L'investissement socialement responsable

L’intégration de critères autres que financiers dans les décisions d’investissement est apparue pour la première fois aux États-Unis, dans le courant du XIXe siècle, sous l’action des quakers américains qui refusaient d’investir dans les deux marchés les plus rentables de l’époque : l’armement et le commerce d’esclaves. Par la suite, le mouvement s’est perpétué sous la pression exercée par les congrégations religieuses qui refusaient d’investir dans des actions « du péché » (sin stocks), et qui excluaient d’emblée de leur politique d’investissement les entreprises actives dans l’alcool, le tabac, le jeu, l’armement et la pornographie. D’où le terme investissement éthique.

Progressivement, les champs d’exclusion se sont élargis à d’autres secteurs d’activité, à d’autres zones géographiques et à d’autres investisseurs en fonction des nouvelles revendications portées par des groupes de pression d’origines diverses : guerre du Vietnam et refus de financer l’industrie de l’armement ; régime de discrimination raciale en Afrique du Sud et boycott des investissements au nom de l’antiracisme ; catastrophe de Tchernobyl, de l’Exxon Valdez et lutte pour la protection de l’environnement.
Dans les années 1980, et à l'initiative d'un activiste américain, Leon Sullivan, le concept entre dans une nouvelle logique : en lieu et place d’exclure des entreprises en fonction de leurs activités, on s’intéresse davantage à leur mode de fonctionnement, à leurs engagements vis-à-vis de la société. On les compare entre elles et on sélectionne celles qui affichent une réelle responsabilité sociétale. On parle donc d’investissement socialement responsable ou ISR.

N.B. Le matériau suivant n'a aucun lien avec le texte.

//! Batch driver: runs the engine over a list of documents.
//!
//! A batch is a map over documents. The catalog is built once and frozen,
//! then shared read-only with every worker. Each document is read,
//! prepared and (in apply mode) replaced independently; a failure in one
//! document is recorded in its report and never stops the others.
//!
//! Reports come back in input order whatever executor runs the batch.

use entsync_core::{
    Catalog, CatalogBuilder, CatalogLoad, Declaration, Engine, EngineError, Preparation, Profile,
    UnresolvedPolicy,
};
use entsync_executor::{Executor, ExecutorImpl};
use entsync_traits::DocumentStore;
use log::{debug, info, warn};
use serde::Serialize;
use std::path::{Path, PathBuf};
use std::sync::Arc;
use std::sync::atomic::{AtomicBool, Ordering};

/// Whether documents are only inspected or also rewritten on disk.
#[derive(Debug, Clone, Copy, Default, PartialEq, Eq, Serialize)]
#[serde(rename_all = "snake_case")]
pub enum BatchMode {
    #[default]
    Preview,
    Apply,
}

#[derive(Debug, Clone, Default)]
pub struct BatchOptions {
    pub mode: BatchMode,
    pub policy: UnresolvedPolicy,
    pub executor: ExecutorImpl,
}

/// Shared stop flag for a running batch.
///
/// Checked before each document starts. A document already in progress
/// always completes.
#[derive(Debug, Clone, Default)]
pub struct CancellationToken(Arc<AtomicBool>);

impl CancellationToken {
    pub fn new() -> Self {
        Self::default()
    }

    pub fn cancel(&self) {
        self.0.store(true, Ordering::SeqCst);
    }

    pub fn is_cancelled(&self) -> bool {
        self.0.load(Ordering::SeqCst)
    }
}

/// What happened to one document.
#[derive(Debug, Clone, Copy, PartialEq, Eq, Serialize)]
#[serde(rename_all = "snake_case")]
pub enum DocumentOutcome {
    /// Prepared in preview mode; nothing written.
    Previewed,
    /// Rewritten and replaced.
    Written,
    /// Rewritten bytes equal the current bytes; left alone.
    Unchanged,
    SkippedEmpty,
    /// No usable root element.
    SkippedInvalid,
    Cancelled,
    Failed,
}

/// Reporting categories a caller renders.
#[derive(Debug, Clone, Copy, PartialEq, Eq, Hash, Serialize)]
#[serde(rename_all = "snake_case")]
pub enum ReportCategory {
    Processed,
    SkippedEmpty,
    SkippedInvalid,
    Cancelled,
    Error,
}

impl DocumentOutcome {
    pub fn category(self) -> ReportCategory {
        match self {
            DocumentOutcome::Previewed | DocumentOutcome::Written | DocumentOutcome::Unchanged => {
                ReportCategory::Processed
            }
            DocumentOutcome::SkippedEmpty => ReportCategory::SkippedEmpty,
            DocumentOutcome::SkippedInvalid => ReportCategory::SkippedInvalid,
            DocumentOutcome::Cancelled => ReportCategory::Cancelled,
            DocumentOutcome::Failed => ReportCategory::Error,
        }
    }
}

#[derive(Debug, Clone, PartialEq, Eq, Serialize)]
pub struct DocumentReport {
    pub path: PathBuf,
    pub outcome: DocumentOutcome,
    #[serde(skip_serializing_if = "Option::is_none")]
    pub root_element: Option<String>,
    pub declarations: Vec<Declaration>,
    /// The prolog as written (or as it would be written, in preview).
    #[serde(skip_serializing_if = "Option::is_none")]
    pub header: Option<String>,
    pub warnings: Vec<String>,
    #[serde(skip_serializing_if = "Option::is_none")]
    pub error: Option<String>,
}

impl DocumentReport {
    fn new(path: PathBuf, outcome: DocumentOutcome) -> Self {
        Self {
            path,
            outcome,
            root_element: None,
            declarations: Vec::new(),
            header: None,
            warnings: Vec::new(),
            error: None,
        }
    }

    fn failed(path: PathBuf, error: impl ToString) -> Self {
        let mut report = Self::new(path, DocumentOutcome::Failed);
        report.error = Some(error.to_string());
        report
    }

    pub fn category(&self) -> ReportCategory {
        self.outcome.category()
    }
}

/// Per-category counts.
#[derive(Debug, Clone, Copy, Default, PartialEq, Eq, Serialize)]
pub struct BatchSummary {
    pub processed: usize,
    pub skipped_empty: usize,
    pub skipped_invalid: usize,
    pub cancelled: usize,
    pub errors: usize,
}

#[derive(Debug, Clone, Default, PartialEq, Eq, Serialize)]
pub struct BatchReport {
    pub documents: Vec<DocumentReport>,
}

impl BatchReport {
    pub fn summary(&self) -> BatchSummary {
        let mut summary = BatchSummary::default();
        for report in &self.documents {
            match report.category() {
                ReportCategory::Processed => summary.processed += 1,
                ReportCategory::SkippedEmpty => summary.skipped_empty += 1,
                ReportCategory::SkippedInvalid => summary.skipped_invalid += 1,
                ReportCategory::Cancelled => summary.cancelled += 1,
                ReportCategory::Error => summary.errors += 1,
            }
        }
        summary
    }

    pub fn has_failures(&self) -> bool {
        self.documents
            .iter()
            .any(|r| r.outcome == DocumentOutcome::Failed)
    }

    pub fn len(&self) -> usize {
        self.documents.len()
    }

    pub fn is_empty(&self) -> bool {
        self.documents.is_empty()
    }
}

pub struct Batch {
    engine: Arc<Engine>,
    store: Arc<dyn DocumentStore>,
    options: BatchOptions,
    cancel: CancellationToken,
}

impl Batch {
    pub fn new(profile: Profile, store: Arc<dyn DocumentStore>, options: BatchOptions) -> Self {
        let engine = Engine::new(profile).with_policy(options.policy);
        Self {
            engine: Arc::new(engine),
            store,
            options,
            cancel: CancellationToken::new(),
        }
    }

    /// A handle that stops documents not yet started.
    pub fn cancellation_token(&self) -> CancellationToken {
        self.cancel.clone()
    }

    pub fn engine(&self) -> &Engine {
        &self.engine
    }

    /// Build the frozen catalog from the given reference files.
    ///
    /// Unreadable reference files are reported in `failures`; the rest of
    /// the catalog is still built.
    pub fn load_catalog(&self, reference_paths: &[PathBuf]) -> CatalogLoad {
        let load = CatalogBuilder::load(self.store.as_ref(), reference_paths);
        info!(
            "Catalog: {} reference families, {} entity names ({} file(s) skipped)",
            load.catalog.len(),
            load.catalog.total_names(),
            load.failures.len()
        );
        load
    }

    pub fn run(&self, catalog: Catalog, documents: Vec<PathBuf>) -> BatchReport {
        info!(
            "{:?}: {} document(s) on {} (parallelism {})",
            self.options.mode,
            documents.len(),
            self.options.executor.name(),
            self.options.executor.parallelism()
        );

        let context = Arc::new(DocumentContext {
            engine: Arc::clone(&self.engine),
            store: Arc::clone(&self.store),
            catalog: Arc::new(catalog),
            mode: self.options.mode,
            cancel: self.cancel.clone(),
        });

        let documents = self
            .options
            .executor
            .execute_all(documents, move |path| context.process(path));
        let report = BatchReport { documents };

        let summary = report.summary();
        info!(
            "Done: {} processed, {} empty, {} invalid, {} cancelled, {} failed",
            summary.processed,
            summary.skipped_empty,
            summary.skipped_invalid,
            summary.cancelled,
            summary.errors
        );
        report
    }
}

/// Everything a worker needs to handle one document.
struct DocumentContext {
    engine: Arc<Engine>,
    store: Arc<dyn DocumentStore>,
    catalog: Arc<Catalog>,
    mode: BatchMode,
    cancel: CancellationToken,
}

impl DocumentContext {
    fn process(&self, path: PathBuf) -> DocumentReport {
        if self.cancel.is_cancelled() {
            return DocumentReport::new(path, DocumentOutcome::Cancelled);
        }

        let bytes = match self.store.read(&path) {
            Ok(bytes) => bytes,
            Err(e) => {
                warn!("{}", e);
                return DocumentReport::failed(path, e);
            }
        };
        let text = match Engine::decode(&path, &bytes) {
            Ok(text) => text,
            Err(e) => {
                warn!("{}", e);
                return DocumentReport::failed(path, e);
            }
        };

        match self.engine.prepare(&path, text, &self.catalog) {
            Ok(Preparation::Empty) => {
                debug!("{}: empty, skipped", path.display());
                DocumentReport::new(path, DocumentOutcome::SkippedEmpty)
            }
            Ok(Preparation::Ready(prepared)) => {
                let mut report = DocumentReport::new(path, DocumentOutcome::Previewed);
                report.warnings = prepared
                    .unresolved
                    .iter()
                    .map(|name| format!("&{};: no declaration rule matches", name))
                    .collect();
                report.declarations = prepared.declarations.iter().cloned().collect();
                report.root_element = Some(prepared.root_element);
                report.header = Some(prepared.header);

                if self.mode == BatchMode::Apply {
                    report.outcome = if !prepared.changed {
                        DocumentOutcome::Unchanged
                    } else {
                        match self.write(&report.path, &prepared.output) {
                            Ok(()) => DocumentOutcome::Written,
                            Err(message) => {
                                report.error = Some(message);
                                DocumentOutcome::Failed
                            }
                        }
                    };
                }
                report
            }
            Err(e @ EngineError::NoRootElement { .. }) => {
                warn!("{}", e);
                let mut report = DocumentReport::new(path, DocumentOutcome::SkippedInvalid);
                report.warnings.push(e.to_string());
                report
            }
            Err(e) => {
                warn!("{}: {}", path.display(), e);
                DocumentReport::failed(path, e)
            }
        }
    }

    fn write(&self, path: &Path, output: &str) -> Result<(), String> {
        self.store.replace(path, output.as_bytes()).map_err(|e| {
            warn!("{}", e);
            e.to_string()
        })?;
        debug!("{}: written", path.display());
        Ok(())
    }
}
//! DocumentStore trait for abstracting document and reference-file access.
//!
//! The engine never touches the filesystem itself. Batch code reads
//! reference files and documents through a store and hands rewritten
//! bytes back to it, so the same pipeline runs against a real project
//! tree or an in-memory fixture.

use std::collections::HashMap;
use std::fmt::Debug;
use std::path::{Path, PathBuf};
use std::sync::{Arc, RwLock};
use thiserror::Error;

/// Error type for store operations.
#[derive(Error, Debug, Clone, PartialEq, Eq)]
pub enum StoreError {
    #[error("Document not found: {0}")]
    NotFound(PathBuf),

    #[error("Failed to read '{path}': {message}")]
    ReadFailed { path: PathBuf, message: String },

    #[error("Failed to write '{path}': {message}")]
    WriteFailed { path: PathBuf, message: String },

    #[error("I/O error: {0}")]
    Io(String),
}

impl From<std::io::Error> for StoreError {
    fn from(err: std::io::Error) -> Self {
        StoreError::Io(err.to_string())
    }
}

/// Shared document bytes (reference-counted).
pub type SharedBytes = Arc<Vec<u8>>;

/// A source and sink for document bytes.
///
/// # Implementations
///
/// - `FilesystemDocumentStore`: local files with atomic replace (in `entsync-resource`)
/// - `InMemoryDocumentStore`: pre-populated map, used by tests and previews
pub trait DocumentStore: Send + Sync + Debug {
    /// Read the full contents of the document at `path`.
    fn read(&self, path: &Path) -> Result<SharedBytes, StoreError>;

    /// Replace the contents of the document at `path`.
    ///
    /// Implementations must be all-or-nothing: after an error the previous
    /// contents are still in place, never a partial write.
    fn replace(&self, path: &Path, contents: &[u8]) -> Result<(), StoreError>;

    /// Check whether a document exists at `path`.
    fn exists(&self, path: &Path) -> bool;

    /// Returns a human-readable name for this store (for logging).
    fn name(&self) -> &'static str;
}

/// A document store held entirely in memory.
#[derive(Debug, Default)]
pub struct InMemoryDocumentStore {
    documents: RwLock<HashMap<PathBuf, SharedBytes>>,
}

impl InMemoryDocumentStore {
    pub fn new() -> Self {
        Self::default()
    }

    /// Add (or overwrite) a document.
    ///
    /// # Errors
    ///
    /// Returns `StoreError::WriteFailed` if the internal lock is poisoned.
    pub fn insert(&self, path: impl Into<PathBuf>, data: impl Into<Vec<u8>>) -> Result<(), StoreError> {
        let path = path.into();
        let mut documents = self.documents.write().map_err(|_| StoreError::WriteFailed {
            path: path.clone(),
            message: "document store lock poisoned".to_string(),
        })?;
        documents.insert(path, Arc::new(data.into()));
        Ok(())
    }

    /// Current contents of a document, if present.
    pub fn get(&self, path: &Path) -> Option<SharedBytes> {
        self.documents.read().ok()?.get(path).cloned()
    }

    /// Returns 0 if the lock is poisoned.
    pub fn len(&self) -> usize {
        self.documents.read().map(|d| d.len()).unwrap_or(0)
    }

    pub fn is_empty(&self) -> bool {
        self.len() == 0
    }
}

impl DocumentStore for InMemoryDocumentStore {
    fn read(&self, path: &Path) -> Result<SharedBytes, StoreError> {
        let documents = self.documents.read().map_err(|_| StoreError::ReadFailed {
            path: path.to_path_buf(),
            message: "document store lock poisoned".to_string(),
        })?;
        documents
            .get(path)
            .cloned()
            .ok_or_else(|| StoreError::NotFound(path.to_path_buf()))
    }

    fn replace(&self, path: &Path, contents: &[u8]) -> Result<(), StoreError> {
        if !self.exists(path) {
            return Err(StoreError::NotFound(path.to_path_buf()));
        }
        self.insert(path, contents.to_vec())
    }

    fn exists(&self, path: &Path) -> bool {
        self.documents
            .read()
            .map(|d| d.contains_key(path))
            .unwrap_or(false)
    }

    fn name(&self) -> &'static str {
        "InMemoryDocumentStore"
    }
}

Le Rapport Brundtland (1987), qui fait figure de référence pour la définition du développement durable, et le Sommet de la Terre de Rio (1992) ont largement contribué à renforcer l’évolution du concept qui, d’un instrument de boycott obéissant à une logique d’opposition, est devenu un moyen de tendre, positivement, vers un développement durable de notre société.

Les scandales financiers de ces dernières années n’ont fait que renforcer l’importance de la notion de responsabilité dans les actes financiers ainsi que dans le rôle d’actionnaire, où le concept d’activisme actionnarial, l'un des trois aspects de l’ISR, prend de l’ampleur.

De nos jours, l’investissement éthique a donc fait place à l’investissement socialement responsable, voire même, à l’investissement socialement responsable et durable (ISRD).
L’ajout récent de ce dernier qualificatif traduit l’évolution du concept dans les pays anglo-saxons, où l’on parle de plus en plus de “socially responsible and sustainable investment (SRSI)”.

Au vu de ce qui précède, il est incontestable que le concept d’ISR évolue et évoluera encore. Les termes “green and ethical investment”, “green funds” ou fonds thématiques ISR font leur apparition. De plus, nul doute que la problématique du changement climatique et de la protection de l’environnement continuera à influencer largement l’ISR au cours des prochaines années.